De Diversas Diferencias

Puede resultar complicado arreglarse con alguien cuando tenemos con esa persona un conflicto serio. Muchas de las veces cuando tenemos una profunda diferencia el problema no es que exista un «malentendido», como esos que pueden comprenderse y resolverse apenas se substituyan las palabras erradas por las correctas. No es así de fácil en la mayoría de las ocasiones porque lo que falta es la disposición a escuchar esas «palabras correctas» (tal vez sea un error suponer que las hay tal cual). No hablo de las palabras más bonitas, sino de las más verdaderas, pues si fuera tan fácil para todo mundo simplemente aceptar en dónde están los errores apenas los pudiera ver, entonces sólo necesitaríamos el esfuerzo para encontrarlos, y no tendríamos necesidad de indignarnos con quien no ha visto lo que queremos que vea. Sabemos que su esfuerzo es signo de buena disposición. Lo que más bien consideramos reprensible es esa falta de esfuerzo. Éste es consecuencia de la mala disposición a escuchar y de la cerrazón que caracteriza la terquedad. Y nótese que hasta aquí he estado mostrando la imagen del que con buena disposición intenta arreglar las cosas mientras que la otra persona no se presta para ello. Pero nada impide que ninguno de ambos quiera de verdad arreglar nada.

Entonces el problema se vuelve «serio» porque no se es suficientemente responsable como para enfrentar la verdad sobre uno mismo y sobre lo que el otro piensa de eso. Si el error estuvo en un insulto, una injuria, o una grosería de cualquier índole, apenas se nota que así es y que consiste en una injusticia, se acata la responsabilidad y se hace lo necesario. Si se sabe y se acepta que se hizo mal, pueden resolverse los problemas aún cuando no se curen daños ni se renueven amistades. Pero si no se acepta que un insulto es tal, porque testarudamente se supone que se tenía derecho a decir lo que se dijo o a hacer lo que se hizo, o en cualquier otro caso semejante, entonces lo que falta es la entereza para dar la cara y aceptar el mal.

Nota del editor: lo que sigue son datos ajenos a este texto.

use crate::data::{DataError, EmployeeId, Role, SchoolId};
use crate::distance::DistanceMatrix;
use crate::scenario::EffectiveInputs;
use itertools::iproduct;
use log::info;
use serde::{Deserialize, Serialize};
use std::collections::{HashMap, HashSet};
use std::fmt;

/// Identity of one decision variable. Exactly one variable exists per
/// (school, employee) pair; structural equality means two distinct pairs
/// can never silently share a variable.
#[derive(Debug, Clone, PartialEq, Eq, Hash)]
pub struct VariableKey {
    pub school: SchoolId,
    pub employee: EmployeeId,
}

impl VariableKey {
    pub fn new(school: &str, employee: &str) -> Self {
        Self {
            school: school.to_string(),
            employee: employee.to_string(),
        }
    }
}

impl fmt::Display for VariableKey {
    fn fmt(&self, f: &mut fmt::Formatter<'_>) -> fmt::Result {
        write!(f, "{}/{}", self.school, self.employee)
    }
}

/// Variable semantics of the generated program.
///
/// `AssignChildren` lets each pair carry a fractional child count. The
/// constraint structure is a bipartite transportation network, whose LP
/// relaxation has integral optimal extreme points, so fractional answers
/// only appear at degenerate ties.
///
/// `AssignSchools` makes each pair an all-or-nothing binary link and the
/// program a true MIP; child counts move into the coefficients instead.
#[derive(Debug, Clone, Copy, Default, PartialEq, Eq, Deserialize, Serialize)]
#[serde(rename_all = "camelCase")]
pub enum ModelVariant {
    #[default]
    AssignChildren,
    AssignSchools,
}

impl ModelVariant {
    /// Contribution of one unit of x(school, employee) to coverage and
    /// capacity rows, and the distance multiplier in the objective.
    pub fn unit(self, children: u32) -> f64 {
        match self {
            ModelVariant::AssignChildren => 1.0,
            ModelVariant::AssignSchools => f64::from(children),
        }
    }

    pub fn is_binary(self) -> bool {
        matches!(self, ModelVariant::AssignSchools)
    }
}

impl fmt::Display for ModelVariant {
    fn fmt(&self, f: &mut fmt::Formatter<'_>) -> fmt::Result {
        match self {
            ModelVariant::AssignChildren => write!(f, "assign children"),
            ModelVariant::AssignSchools => write!(f, "assign schools"),
        }
    }
}

/// Row bound, both ends inclusive where two are given.
#[derive(Debug, Clone, Copy, PartialEq)]
pub enum Bound {
    Fixed(f64),
    AtLeast(f64),
    Between(f64, f64),
}

#[derive(Debug, Clone, PartialEq)]
pub struct Constraint {
    pub name: String,
    pub terms: Vec<(VariableKey, f64)>,
    pub bound: Bound,
}

/// Solver-ready program; the objective is always minimized. The variable
/// set is exactly the keys named in `objective`; `binaries` restricts those
/// keys to {0, 1} when present, otherwise every variable is continuous and
/// non-negative.
#[derive(Debug, Clone, PartialEq)]
pub struct Problem {
    pub name: String,
    pub objective: Vec<(VariableKey, f64)>,
    pub constraints: Vec<Constraint>,
    pub binaries: Option<HashSet<VariableKey>>,
}

impl Problem {
    pub fn variable_count(&self) -> usize {
        self.objective.len()
    }

    pub fn constraint_count(&self) -> usize {
        self.constraints.len()
    }

    pub fn is_mixed_integer(&self) -> bool {
        self.binaries.is_some()
    }

    pub fn is_binary(&self, key: &VariableKey) -> bool {
        self.binaries.as_ref().is_some_and(|b| b.contains(key))
    }
}

/// Builds the staffing program for one input snapshot.
///
/// Both variants share one generation procedure; the variant only decides
/// the per-pair unit (1 or the school's child count) and whether the
/// variables are binary. Rows come out in a fixed order (physician
/// coverage, assistant coverage, employee load, forced pairs) and every
/// list is walked in master order, so identical inputs always yield an
/// identical `Problem`.
pub fn build_problem(
    inputs: &EffectiveInputs,
    distances: &DistanceMatrix,
    variant: ModelVariant,
) -> Result<Problem, DataError> {
    distances.check_shape(inputs.schools.len(), inputs.employees.len())?;

    // Any key collision across the full cross product means a duplicated
    // master id; proceeding would merge two unrelated variables.
    let mut keys = HashSet::with_capacity(inputs.schools.len() * inputs.employees.len());
    for (s, e) in iproduct!(&inputs.schools, &inputs.employees) {
        if !keys.insert(VariableKey::new(&s.school.id, &e.employee.id)) {
            return Err(DataError::DuplicateVariableKey {
                school: s.school.id.clone(),
                employee: e.employee.id.clone(),
            });
        }
    }

    let mut objective = Vec::with_capacity(keys.len());
    for (si, s) in inputs.schools.iter().enumerate() {
        let unit = variant.unit(s.children);
        for (ei, e) in inputs.employees.iter().enumerate() {
            objective.push((
                VariableKey::new(&s.school.id, &e.employee.id),
                distances.between(si, ei) * unit,
            ));
        }
    }

    let mut constraints = Vec::new();

    for role in [Role::Physician, Role::Assistant] {
        for s in &inputs.schools {
            let unit = variant.unit(s.children);
            let terms = inputs
                .employees
                .iter()
                .filter(|e| e.employee.role == role)
                .map(|e| (VariableKey::new(&s.school.id, &e.employee.id), unit))
                .collect();
            constraints.push(Constraint {
                name: format!("cover_{role}_{}", s.school.id),
                terms,
                bound: Bound::Fixed(f64::from(s.children)),
            });
        }
    }

    for e in &inputs.employees {
        let terms = inputs
            .schools
            .iter()
            .map(|s| {
                (
                    VariableKey::new(&s.school.id, &e.employee.id),
                    variant.unit(s.children),
                )
            })
            .collect();
        let bound = if e.range.min < e.range.max {
            Bound::Between(f64::from(e.range.min), f64::from(e.range.max))
        } else {
            Bound::Fixed(f64::from(e.range.min))
        };
        constraints.push(Constraint {
            name: format!("load_{}", e.employee.id),
            terms,
            bound,
        });
    }

    let children_by_id: HashMap<&str, u32> = inputs
        .schools
        .iter()
        .map(|s| (s.school.id.as_str(), s.children))
        .collect();
    let employee_ids: HashSet<&str> = inputs
        .employees
        .iter()
        .map(|e| e.employee.id.as_str())
        .collect();

    for pair in &inputs.forced {
        let Some(&children) = children_by_id.get(pair.school.as_str()) else {
            return Err(DataError::UnknownForcedSchool(pair.school.clone()));
        };
        if !employee_ids.contains(pair.employee.as_str()) {
            return Err(DataError::UnknownForcedEmployee(pair.employee.clone()));
        }
        // A forced pair pins the employee to the whole school: at least the
        // full child count in the continuous variant, exactly the binary
        // link in the school-level variant.
        let bound = match variant {
            ModelVariant::AssignChildren => Bound::AtLeast(f64::from(children)),
            ModelVariant::AssignSchools => Bound::Fixed(1.0),
        };
        constraints.push(Constraint {
            name: format!("forced_{}_{}", pair.school, pair.employee),
            terms: vec![(VariableKey::new(&pair.school, &pair.employee), 1.0)],
            bound,
        });
    }

    let problem = Problem {
        name: format!("school staffing ({variant})"),
        objective,
        constraints,
        binaries: variant.is_binary().then_some(keys),
    };
    info!(
        "Built {} with {} variables and {} constraints",
        problem.name,
        problem.variable_count(),
        problem.constraint_count()
    );
    Ok(problem)
}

Es interesante que a estos problemas personales los llamemos eufemísticamente «diferencias». Parece que queremos ocultar bajo la levedad de una palabra tan recurrida que allí hay algo más grave. Pero con pensarlo un poco, resulta que no hay mucho que pueda ser más grave que las diferencias, sobre todo si son diferentes modos de ser con respecto al otro con el que tengo un problema. No me refiero con ese vago «modos de ser» al temperamento o a cosas por el estilo, sino a las cosas en las que el problema puede estar fundado. Puede ser, por ejemplo, a qué tan importante es la congruencia entre lo que decimos y lo que hacemos. Si discutimos largamente con alguien hasta hacerle aceptar su error, pero esa persona no cree que lo que dice tenga tanto peso como «la realidad» de las acciones, entonces poco impide que no se sienta él mismo firme por lo que afirmó. O sea, es bien fácil que no se sienta comprometido a cambiar nada, aún después de haber aceptado de palabra que algo había que cambiar. Al final, si la disposición del otro es tal que imposibilita la apertura a escuchar la verdad en la voz del primero, no hay modo de que el conflicto o las diferencias se resuelvan, pues no hay base común de la que puedan ambos participar para el acuerdo. Al final, si la palabra es diversa, también los corazones van por rumbos tan diversos que no depende de nosotros, sino de la suerte y la fortuna que algunos días nos complazcamos de la mutua compañía, y otros días no tengamos el más mínimo deseo de vernos. Si no confiamos en la palabra, es el destino quien elige el día en que nos hacemos de amigos, y elige también el día en que nos los quita. Y si así son las cosas, entonces no podemos nunca cambiar, ni mejorar, ni esperar nada de nadie.